MiBeeNvr: A Lightweight Home NVR System I Built
I have several cameras at home — a few Xiaomi cameras, some DIY ESP32 cameras, and multiple Raspberry Pi CSI cameras. I’d been using cloud storage solutions, but I was never comfortable with them: vendor lock-in, network dependency, and the costs add up. So I decided to build my own NVR system, called MiBeeNvr.
Why Build MiBeeNvr
To be honest, I was never satisfied with existing cloud storage solutions. Take Xiaomi cameras, for example. By default, you can only view them through the Mi Home app. Recordings are either stored on an SD card (limited capacity, frequent plugging/unplugging) or in the cloud. Cloud storage costs tens of dollars per month, and there’s the privacy concern — you never know when the manufacturer might use your video data for AI training or sell it to third parties. Not to mention vendor lock-in — switching platforms is nearly impossible.

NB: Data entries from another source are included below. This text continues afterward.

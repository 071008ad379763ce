//! Navigation menu tree

use axum::extract::{Path, State};
use backoffice_db::entities::menu;
use sea_orm::{
    ActiveModelTrait, ColumnTrait, Condition, DatabaseConnection, EntityTrait, PaginatorTrait,
    QueryFilter, Set,
};
use std::sync::Arc;
use tracing::info;

use crate::extract::{parse_id, ValidJson, ValidQuery};
use crate::handlers::{build_tree, filled};
use crate::models::{Ack, Menu, MenuQuery, MenuRequest};
use crate::response::{ok, ApiError, ApiResult, ErrorResponse};
use crate::AppState;

async fn find_menu(db: &DatabaseConnection, id: i32) -> Result<menu::Model, ApiError> {
    menu::Entity::find_by_id(id)
        .one(db)
        .await?
        .ok_or_else(|| ApiError::not_found("menu not found"))
}

/// Serialize route meta for storage; `null` is stored as an empty object.
fn meta_text(meta: &serde_json::Value) -> String {
    match meta {
        serde_json::Value::Null => "{}".to_string(),
        other => other.to_string(),
    }
}

fn check_name(req: &MenuRequest) -> Result<String, ApiError> {
    let name = req.name.trim();
    if name.is_empty() {
        return Err(ApiError::bad_request("menu name is required"));
    }
    Ok(name.to_string())
}

/// Menu tree
#[utoipa::path(
    get,
    path = "/api/menu/tree",
    params(
        ("type" = Option<i32>, Query, description = "1 = directory, 2 = menu, 3 = button"),
        ("name" = Option<String>, Query, description = "Filter by name (partial match)"),
        ("visible" = Option<bool>, Query, description = "Filter by visibility")
    ),
    responses(
        (status = 200, description = "Menus nested by parent", body = Vec<Menu>)
    ),
    security(("bearer_auth" = [])),
    tag = "menus"
)]
pub async fn menu_tree(
    State(state): State<Arc<AppState>>,
    ValidQuery(query): ValidQuery<MenuQuery>,
) -> ApiResult<Vec<Menu>> {
    let mut condition = Condition::all();
    if let Some(menu_type) = query.menu_type.filter(|t| *t != 0) {
        condition = condition.add(menu::Column::MenuType.eq(menu_type));
    }
    if let Some(name) = filled(&query.name) {
        condition = condition.add(menu::Column::Name.contains(name));
    }
    if let Some(visible) = query.visible {
        condition = condition.add(menu::Column::Visible.eq(visible));
    }

    let rows = menu::Entity::find().filter(condition).all(&state.db).await?;
    ok(build_tree(rows.into_iter().map(Menu::from).collect()))
}

/// Create a menu
#[utoipa::path(
    post,
    path = "/api/menu",
    request_body = MenuRequest,
    responses(
        (status = 200, description = "Menu created", body = Menu),
        (status = 400, description = "Invalid input", body = ErrorResponse)
    ),
    security(("bearer_auth" = [])),
    tag = "menus"
)]
pub async fn create_menu(
    State(state): State<Arc<AppState>>,
    ValidJson(req): ValidJson<MenuRequest>,
) -> ApiResult<Menu> {
    let name = check_name(&req)?;
    if let Some(parent_id) = req.parent_id {
        find_menu(&state.db, parent_id)
            .await
            .map_err(|_| ApiError::bad_request("parent menu not found"))?;
    }

    let created = menu::ActiveModel {
        name: Set(name),
        path: Set(req.path),
        component: Set(req.component),
        parent_id: Set(req.parent_id),
        menu_type: Set(req.menu_type),
        redirect: Set(req.redirect),
        permission: Set(req.permission),
        visible: Set(req.visible.unwrap_or(true)),
        sort: Set(req.sort.unwrap_or(0)),
        meta: Set(meta_text(&req.meta)),
        ..Default::default()
    }
    .insert(&state.db)
    .await?;

    info!("Created menu {} ({})", created.name, created.id);
    ok(created.into())
}

/// Update a menu
#[utoipa::path(
    put,
    path = "/api/menu/{id}",
    params(("id" = i32, Path, description = "Menu ID")),
    request_body = MenuRequest,
    responses(
        (status = 200, description = "Menu updated", body = Menu),
        (status = 400, description = "Invalid input", body = ErrorResponse),
        (status = 404, description = "Menu not found", body = ErrorResponse)
    ),
    security(("bearer_auth" = [])),
    tag = "menus"
)]
pub async fn update_menu(
    State(state): State<Arc<AppState>>,
    Path(id): Path<String>,
    ValidJson(req): ValidJson<MenuRequest>,
) -> ApiResult<Menu> {
    let id = parse_id(&id, "menu")?;
    let existing = find_menu(&state.db, id).await?;
    let name = check_name(&req)?;
    if req.parent_id == Some(id) {
        return Err(ApiError::bad_request("menu cannot be its own parent"));
    }

    let visible = req.visible.unwrap_or(existing.visible);
    let sort = req.sort.unwrap_or(existing.sort);
    let meta = if req.meta.is_null() {
        existing.meta.clone()
    } else {
        meta_text(&req.meta)
    };

    let mut active: menu::ActiveModel = existing.into();
    active.name = Set(name);
    active.path = Set(req.path);
    active.component = Set(req.component);
    active.parent_id = Set(req.parent_id);
    active.menu_type = Set(req.menu_type);
    active.redirect = Set(req.redirect);
    active.permission = Set(req.permission);
    active.visible = Set(visible);
    active.sort = Set(sort);
    active.meta = Set(meta);

    ok(active.update(&state.db).await?.into())
}

/// Delete a menu
#[utoipa::path(
    delete,
    path = "/api/menu/{id}",
    params(("id" = i32, Path, description = "Menu ID")),
    responses(
        (status = 200, description = "Menu deleted", body = Ack),
        (status = 400, description = "Menu still has children", body = ErrorResponse),
        (status = 404, description = "Menu not found", body = ErrorResponse)
    ),
    security(("bearer_auth" = [])),
    tag = "menus"
)]
pub async fn delete_menu(
    State(state): State<Arc<AppState>>,
    Path(id): Path<String>,
) -> ApiResult<Ack> {
    let id = parse_id(&id, "menu")?;
    find_menu(&state.db, id).await?;

    let children = menu::Entity::find()
        .filter(menu::Column::ParentId.eq(id))
        .count(&state.db)
        .await?;
    if children > 0 {
        return Err(ApiError::bad_request("menu has child menus"));
    }

    menu::Entity::delete_by_id(id).exec(&state.db).await?;
    info!("Deleted menu {}", id);
    ok(Ack::new())
}

#[cfg(test)]
mod tests {
    use super::*;
    use serde_json::json;

    #[test]
    fn test_meta_text() {
        assert_eq!(meta_text(&serde_json::Value::Null), "{}");
        assert_eq!(meta_text(&json!({"title": "Home"})), r#"{"title":"Home"}"#);
    }
}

ESP32 cameras have a similar problem. I built several ESP32 cameras, storing recordings on SD cards, but viewing and playback were inconvenient. I needed a unified management platform.
I also tried other open-source solutions: ZoneMinder requires a LAMP stack — installing and deploying it is more complex than my entire project; Shinobi’s configuration is a nightmare; and some smaller projects are basically unmaintained. Frigate is nice but primarily focused on AI detection and depends on Docker — too heavy.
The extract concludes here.